Knowledge is Power
If knowledge is power, then community knowledge is even moe powerful. Blogging is a great way to illustrate and practice community knowledge. I’m not talking about displaying your knowledge of a community, but using the community of blog readers and commenters to make the entire community more knowledgeable.
Blogs=Communities of Knowledge
I recently wrote a post about the Housing and Economic Recovery Act of 2008 REvealed, wherein I highlighted a downside to the change in capital gains tax rates. The post was widely linked to and over 30 comments came in about the findings. Then at comment #31, a reader brought to light some exceptions I had overlooked. Linda Dvorak deserves a ‘community knowledge award‘ for digging deeper than I had and unearthing some great insight into the realities of the law. This type of knowledge sharing is invaluable to a blog’s community.

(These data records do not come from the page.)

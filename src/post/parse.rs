//! Raw document parsing
//!
//! The ingestion pipeline: split the frontmatter block from the body,
//! render the body, fill derived fields, resolve the category, and
//! assemble a `Post`. Parsing is a pure function of the input text and
//! configuration, so batch callers may run it in parallel; only insertion
//! into the store serializes.

use crate::config::BlogConfig;
use crate::id::{slugify, PostId};
use crate::markdown::MarkdownRenderer;
use crate::post::{Author, Frontmatter, Post, SeoMeta};
use crate::taxonomy;
use crate::text;

/// Split an optional leading frontmatter block from a raw document
///
/// A well-formed block starts with a `---` sentinel on the first line and
/// ends at the next line holding the closing sentinel; trailing whitespace
/// on sentinel lines is tolerated. Without a well-formed block the whole
/// input is body.
pub fn split_front_matter(raw: &str) -> (Option<&str>, &str) {
    let Some((first, rest)) = raw.split_once('\n') else {
        return (None, raw);
    };
    if first.trim_end() != "---" {
        return (None, raw);
    }

    let mut offset = 0;
    for line in rest.split_inclusive('\n') {
        if line.trim_end() == "---" {
            let block = &rest[..offset];
            let body = &rest[offset + line.len()..];
            return (Some(block), body);
        }
        offset += line.len();
    }

    // Unterminated fence: the entire input is body
    (None, raw)
}

/// Parse a raw document into a `Post`
///
/// Never fails: a missing or malformed metadata block falls back to the
/// default frontmatter and the whole input becomes the body.
#[tracing::instrument(skip(raw, config), fields(bytes = raw.len()))]
pub fn parse_post(raw: &str, config: &BlogConfig) -> Post {
    let (block, body) = split_front_matter(raw);
    let fm = match block {
        Some(block) => Frontmatter::parse(block),
        None => Frontmatter::defaults(),
    };

    let content = MarkdownRenderer::new(config).render(body);
    let plain = text::strip_markup(body);

    let excerpt = if fm.excerpt.is_empty() {
        text::excerpt(body, text::EXCERPT_LENGTH)
    } else {
        fm.excerpt.clone()
    };
    let read_time = fm.read_time.unwrap_or_else(|| text::reading_time(&plain));

    let slug = slugify(&fm.title);
    let id = PostId::from_slug(&slug);
    let category = taxonomy::resolve(&fm.category);

    let author = match &fm.author {
        Some(name) => Author::named(name.clone()),
        None => Author::named(config.author.clone()),
    };

    let seo = SeoMeta {
        title: fm.seo_title.clone().unwrap_or_else(|| fm.title.clone()),
        description: fm
            .seo_description
            .clone()
            .unwrap_or_else(|| excerpt.clone()),
        keywords: if fm.keywords.is_empty() {
            fm.tags.clone()
        } else {
            fm.keywords.clone()
        },
        og_image: fm
            .cover_image
            .clone()
            .or_else(|| Some(config.seo.default_image.clone())),
        canonical: None,
    };

    tracing::debug!(slug = %slug, draft = fm.draft, "parsed document");

    Post {
        id,
        slug,
        title: fm.title,
        excerpt,
        content,
        author,
        category,
        tags: fm.tags,
        publish_date: fm.date,
        updated_date: None,
        read_time,
        cover_image: fm.cover_image,
        featured: fm.featured,
        draft: fm.draft,
        views: 0,
        likes: 0,
        seo,
    }
}
//! Plain-text utilities for derived fields
//!
//! Reading time and excerpts are computed from a stripped plain-text view
//! of the document body: markup tags and markdown control characters
//! removed, whitespace runs collapsed.

use std::sync::OnceLock;

use regex::Regex;

/// Fixed reading rate used for the reading-time estimate
pub const WORDS_PER_MINUTE: usize = 200;

/// Length budget for generated excerpts, in characters
pub const EXCERPT_LENGTH: usize = 160;

/// Fraction of the budget past which a sentence-ending period is preferred
/// over a word boundary when truncating
const SENTENCE_CUT_RATIO: f64 = 0.8;

static MARKUP_TAG_RE: OnceLock<Regex> = OnceLock::new();
static CONTROL_CHAR_RE: OnceLock<Regex> = OnceLock::new();
static WHITESPACE_RE: OnceLock<Regex> = OnceLock::new();

fn markup_tag_re() -> &'static Regex {
    MARKUP_TAG_RE.get_or_init(|| Regex::new(r"<[^>]*>").expect("valid regex"))
}

fn control_char_re() -> &'static Regex {
    CONTROL_CHAR_RE.get_or_init(|| Regex::new(r"[#*`_~\[\]()]").expect("valid regex"))
}

fn whitespace_re() -> &'static Regex {
    WHITESPACE_RE.get_or_init(|| Regex::new(r"\s+").expect("valid regex"))
}

/// Reduce a document body to plain text
///
/// Removes markup tags and markdown control characters, then collapses
/// whitespace runs to single spaces and trims.
pub fn strip_markup(text: &str) -> String {
    let no_tags = markup_tag_re().replace_all(text, "");
    let no_controls = control_char_re().replace_all(&no_tags, "");
    whitespace_re().replace_all(&no_controls, " ").trim().to_string()
}

/// Count whitespace-delimited tokens
pub fn word_count(text: &str) -> usize {
    text.split_whitespace().count()
}

/// Estimated reading time in minutes, floored at 1
pub fn reading_time(plain_text: &str) -> u32 {
    word_count(plain_text).div_ceil(WORDS_PER_MINUTE).max(1) as u32
}

/// Generate a plain-text excerpt within the given character budget
///
/// Within budget the stripped text is returned as-is. Over budget, the cut
/// point prefers the last sentence-ending period when it falls past 80% of
/// the budget, then the last word boundary (with an ellipsis), then a hard
/// cut (with an ellipsis).
pub fn excerpt(content: &str, max_length: usize) -> String {
    let plain = strip_markup(content);
    let chars: Vec<char> = plain.chars().collect();

    if chars.len() <= max_length {
        return plain;
    }

    let truncated = &chars[..max_length];

    if let Some(last_period) = truncated.iter().rposition(|&c| c == '.') {
        if last_period as f64 > max_length as f64 * SENTENCE_CUT_RATIO {
            return truncated[..=last_period].iter().collect();
        }
    }

    match truncated.iter().rposition(|&c| c == ' ') {
        Some(last_space) if last_space > 0 => {
            let mut cut: String = truncated[..last_space].iter().collect();
            cut.push_str("...");
            cut
        }
        _ => {
            let mut cut: String = truncated.iter().collect();
            cut.push_str("...");
            cut
        }
    }
}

Scientific Methods of Blogging
Blogs are like social science experiments. I had put forth the characterizations (observations, definitions, and measurements of the subject of inquiry) and the hypothesis (theoretical, hypothetical explanations of observations and measurements of the subject). I even went deeper in the method by providing predictions (reasoning including logical deduction from the hypothesis or theory) and tests (tests of all of the above).
However, I left out one critical step to a science experiment..RETEST. Fortunately, a blog’s comment section is the perfect forum for retesting. Now, the community has a greater knowledge of the new law and we all owe it to each other for pushing forward, questioning hypothesis and retesting the experiment.
My wife will be proud I used the Scientific Method in a blog post (she taught 7th grade science and kept a blog before becoming a mom 3 months ago), but she’ll be disappointed that I failed to retest my earlier work.
Does your blog foster a community of shared knowledge?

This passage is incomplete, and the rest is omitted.